The other significant indices of CBC that are usually employed in diagnosis thalassemia

are: mean corpuscular volume (MCV), mean corpuscular hemoglobin (MCH), mean

corpuscular hemoglobin concentration (MCHC), red blood cell distribution width

(RDW), and hematocrit (HCT). These indices would also be reduced in the presence of

thalassemia disease or β-TT.

In the other hand, IDA has similar effects on CBC indices except that in the β-TT

subjects, we have increased RBC while in the IDA subjects the RBC index would be

decreased.
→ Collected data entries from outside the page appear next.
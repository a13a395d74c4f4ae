//! # file
//!
//! why: keep snapshots on disk next to the entries of their generation
//! relations: implements snapshot::Snapshot and SnapshotBuilder, used by log/file.rs
//! what: `[header len][json header][data]` format, FileSnapshotWriter, FileSnapshot, StagedSnapshot, FileSnapshotBuilder

use super::{chunk_bounds, ChunkTracker, Snapshot, SnapshotBuilder, SnapshotChunk};
use crate::dir::LogDir;
use crate::entries_file::to_u32;
use crate::file::SeekableFile;
use raft_core::{InstallSnapshotRpc, LogError, Membership, Result};
use serde::{Deserialize, Serialize};
use std::fs::File;
use std::io::{self, BufWriter, Read, Write};
use tracing::debug;

#[derive(Debug, Serialize, Deserialize)]
struct SnapshotHeader {
    last_index: u64,
    last_term: u64,
    last_config: Membership,
}

/// Writes the snapshot header, then passes state machine data through
pub struct FileSnapshotWriter<W: Write> {
    output: W,
}

impl<W: Write> FileSnapshotWriter<W> {
    pub fn new(
        mut output: W,
        last_included_index: u64,
        last_included_term: u64,
        last_config: &Membership,
    ) -> Result<Self> {
        let header = serde_json::to_vec(&SnapshotHeader {
            last_index: last_included_index,
            last_term: last_included_term,
            last_config: last_config.clone(),
        })?;
        output.write_all(&to_u32(header.len() as u64, "snapshot header length")?.to_be_bytes())?;
        output.write_all(&header)?;
        Ok(Self { output })
    }

    pub fn into_inner(self) -> W {
        self.output
    }
}

impl<W: Write> Write for FileSnapshotWriter<W> {
    fn write(&mut self, buf: &[u8]) -> io::Result<usize> {
        self.output.write(buf)
    }

    fn flush(&mut self) -> io::Result<()> {
        self.output.flush()
    }
}

/// Snapshot read from a snapshot file
pub struct FileSnapshot<F: SeekableFile = File> {
    file: F,
    last_included_index: u64,
    last_included_term: u64,
    last_config: Membership,
    data_start: u64,
    data_length: u64,
}

impl FileSnapshot<File> {
    pub fn open(dir: &LogDir) -> Result<Self> {
        Self::from_file(File::open(dir.snapshot_file())?)
    }
}

impl<F: SeekableFile> FileSnapshot<F> {
    /// Parse the header of a snapshot store
    pub fn from_file(mut file: F) -> Result<Self> {
        let size = file.size()?;
        if size < 4 {
            return Err(LogError::Corrupted(format!(
                "snapshot file of {} bytes has no header",
                size
            )));
        }
        file.seek_to(0)?;
        let header_length = u64::from(file.read_u32()?);
        let data_start = 4 + header_length;
        if data_start > size {
            return Err(LogError::Corrupted(format!(
                "snapshot header of {} bytes exceeds file size {}",
                header_length, size
            )));
        }
        let header: SnapshotHeader = serde_json::from_slice(&file.read_bytes(header_length as usize)?)?;
        Ok(Self {
            file,
            last_included_index: header.last_index,
            last_included_term: header.last_term,
            last_config: header.last_config,
            data_start,
            data_length: size - data_start,
        })
    }
}

impl<F: SeekableFile> Snapshot for FileSnapshot<F> {
    fn last_included_index(&self) -> u64 {
        self.last_included_index
    }

    fn last_included_term(&self) -> u64 {
        self.last_included_term
    }

    fn last_config(&self) -> &Membership {
        &self.last_config
    }

    fn data_size(&self) -> u64 {
        self.data_length
    }

    fn read_data(&mut self, offset: u64, length: usize) -> Result<SnapshotChunk> {
        let (read, last_chunk) = chunk_bounds(offset, length, self.data_length)?;
        self.file.seek_to(self.data_start + offset)?;
        Ok(SnapshotChunk {
            data: self.file.read_bytes(read as usize)?,
            last_chunk,
        })
    }

    fn data_reader(&mut self) -> Result<Box<dyn Read + '_>> {
        self.file.seek_to(self.data_start)?;
        Ok(Box::new((&mut self.file).take(self.data_length)))
    }
}

/// A finished snapshot still sitting in its scratch directory
pub struct StagedSnapshot {
    dir: LogDir,
    snapshot: FileSnapshot<File>,
}

impl StagedSnapshot {
    pub fn open(dir: LogDir) -> Result<Self> {
        let snapshot = FileSnapshot::open(&dir)?;
        Ok(Self { dir, snapshot })
    }

    pub fn dir(&self) -> &LogDir {
        &self.dir
    }
}

impl Snapshot for StagedSnapshot {
    fn last_included_index(&self) -> u64 {
        self.snapshot.last_included_index()
    }

    fn last_included_term(&self) -> u64 {
        self.snapshot.last_included_term()
    }

    fn last_config(&self) -> &Membership {
        self.snapshot.last_config()
    }

    fn data_size(&self) -> u64 {
        self.snapshot.data_size()
    }

    fn read_data(&mut self, offset: u64, length: usize) -> Result<SnapshotChunk> {
        self.snapshot.read_data(offset, length)
    }

    fn data_reader(&mut self) -> Result<Box<dyn Read + '_>> {
        self.snapshot.data_reader()
    }
}

/// Streams InstallSnapshot chunks straight into a snapshot file
pub struct FileSnapshotBuilder {
    tracker: ChunkTracker,
    dir: LogDir,
    writer: FileSnapshotWriter<BufWriter<File>>,
}

impl FileSnapshotBuilder {
    /// Start a snapshot file in `dir` from the first chunk
    pub fn new(first: &InstallSnapshotRpc, dir: LogDir) -> Result<Self> {
        let tracker = ChunkTracker::start(first)?;
        let file = File::create(dir.snapshot_file())?;
        let mut writer = FileSnapshotWriter::new(
            BufWriter::new(file),
            tracker.last_included_index(),
            tracker.last_included_term(),
            tracker.last_config(),
        )?;
        writer.write_all(&first.data)?;
        debug!(
            target: "raft::snapshot",
            last_included_index = tracker.last_included_index(),
            dir = %dir.path().display(),
            "started snapshot file"
        );
        Ok(Self {
            tracker,
            dir,
            writer,
        })
    }
}

impl SnapshotBuilder for FileSnapshotBuilder {
    type Output = StagedSnapshot;

    fn append(&mut self, rpc: &InstallSnapshotRpc) -> Result<()> {
        self.tracker.accept(rpc)?;
        self.writer.write_all(&rpc.data)?;
        Ok(())
    }

    fn build(self) -> Result<StagedSnapshot> {
        let file = self
            .writer
            .into_inner()
            .into_inner()
            .map_err(|e| LogError::Io(e.into_error()))?;
        file.sync_all()?;
        StagedSnapshot::open(self.dir)
    }
}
This is the most important difference between those anemia. In spite of the

difference on RBC volume on different cases, it is so difficult to discriminate IDA from

β-TT subjects.

3. Data Analysis

The samples were collected from the archives of the several thalassemia screening

centers where situated in five northern cities of Iran. Total number of collected CBC

tests is 750, which were obtained from the blood specimen of 390 males in ages 20-35

and 360 females in ages 17-32 years old. The information has been organized as

follows.

I. The samples that their CBC indices obviously are in the normal ranges (218

samples).

II. The samples that their CBC indices are abnormal and definitely show

β-TT or IDA on them (98 samples, IDA = 38, β-TT = 60).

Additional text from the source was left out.